A tutto ciò si aggiungono anche i nuovi lussi e i nuovi comfort, ovviamente. Sull’Arlecchino oggi in circolazione, infatti, si può quindi trovare l’aria condizionata, nonché un nuovo impianto di illuminazione, ma anche un bar di bordo del tutto aggiornato sebbene coerente con quello che era lo stile dell’epoca. Poi, non poteva mancare l’attenzione alla sicurezza. Il treno è infatti interamente aggiornato anche da questo punto di vista: monta infatti il Sistema controllo marcia treno noto come Scmt. Si tratta di un sistema che consente di viaggiare su qualsiasi tipo di tratta ferroviaria mantenendo allo stesso tempo delle velocità elevate e ovviamente anche standard di sicurezza importanti.

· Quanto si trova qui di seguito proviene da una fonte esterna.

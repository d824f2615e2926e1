//! # hostwatch-core
//!
//! Host telemetry for GPU training machines.
//!
//! The centerpiece is the port and connection classification engine in
//! [`ports`]: it shells out to `ss` (falling back to `netstat`), parses the
//! socket tables into [`ConnectionRecord`]s, flags every connection whose
//! peer lies outside the loopback / private / link-local ranges, and folds
//! the result into a [`PortReport`].
//!
//! Around it sit the system, GPU, energy and training-job monitors, tied
//! together by [`Monitor`].
//!
//! ## Quick Start
//!
//! ```no_run
//! use hostwatch_core::{Monitor, MonitorConfig};
//!
//! let monitor = Monitor::new(MonitorConfig::default());
//! let report = monitor.ports();
//! if report.foreign_alert() {
//!     for entry in report.foreign_connections() {
//!         println!("{} -> {:?}", entry.record.port, entry.record.remote_address());
//!     }
//! }
//! ```

pub mod config;
pub mod energy;
pub mod error;
pub mod gpu;
pub mod helpers;
pub mod monitor;
pub mod ports;
pub mod system;
pub mod training;

pub use config::{EnergyConfig, MonitorConfig, PortsConfig, SystemConfig, TrainingConfig};
pub use energy::{ComponentCost, EnergyCalculator, EnergyCost, EnergyTotals};
pub use error::{CommandError, ConfigError, HostwatchError, JobControlError};
pub use gpu::{ComputeProcess, GpuInfo, GpuMonitor};
pub use helpers::{CommandRunner, SystemCommandRunner};
pub use monitor::{FullReport, Monitor};
pub use ports::{
    Collection, CollectionOutcome, CommandSource, ConnectionRecord, ConnectionSource,
    FallbackCoordinator, FallbackPolicy, PortAnalyzer, PortEntry, PortReport, Protocol,
    ServiceResolver, ServiceTable, Tool, is_local, parse, summarize,
};
pub use system::{CpuInfo, DiskInfo, RamInfo, SystemMonitor, SystemSnapshot};
pub use training::{JobAction, TrainingJob, TrainingReport, TrainingTracker};

/// Library version (from Cargo.toml).
pub const VERSION: &str = env!("CARGO_PKG_VERSION");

I viaggi in programma dell’Arlecchino
Se a questo punto vi è venuta la più che lecita curiosità di salire a bordo dell’Arlecchino, allora vi spieghiamo subito quando sono in programma i prossimi viaggi. Il primo dei viaggi in programma a breve termine. Si partirà dal 27 agosto alla stazione Centrale di Milano, con destinazione fisata a Venezia. Il viaggio sarà assolutamente epico, anche in virtù della destinazione finale. Il treno farà anche tappa a Verona e a Padova durante il tragitto, per raggiungere infine la stazione di Santa Lucia. L’itinerario sarà di sola andata, di conseguenza il consiglio è di fare il prima possibile il biglietto: le carrozze a disposizione sono soltanto quattro e quindi già in partenza non ci sarà molta disponibilità.
Se vi interessa, di conseguenza, il coniglio è quello di nn farvi sfuggire questa occasione unica, viaggiando così su un treno che ha fatto sognare tanti italiani in passato. Vivrete un’esperienza importante a bordo di carrozze – compresa quella panoramica – firmate da alcuni tra i designer italiani più importanti. Detto questo, andiamo a vedere alcuni informazioni importanti per chi si appresta a fare il biglietto. Il costo del viaggio completo, dalla stazione di Milano Centrale a quella di Santa Lucia è di sessanta euro. Diventa quaranta euro il biglietto se si parte da Verona, mentre scende a ventidue euro se si parte invece da Padova. E se non si vuole arrivare fino a Venezia? Nessun problema. Da Milano a Verona il prezzo è di trentasei euro, da Milano a Padova costa cinquantaquattro e, infine, da Verona a Padova il prezzo è di trentadue euro.
Infine, non pagano i bambini fino ai quattro anni, rimane però obbligatoria la prenotazione del posto. Tra i quattro e i quattordici anni invece il prezzo è dimezzato. L’orario di partenza è fissato per le 9:20 da Milano, si arriva a Verona alle 11.02, a Padova alle 11.57 e a Venezia alle 12.25.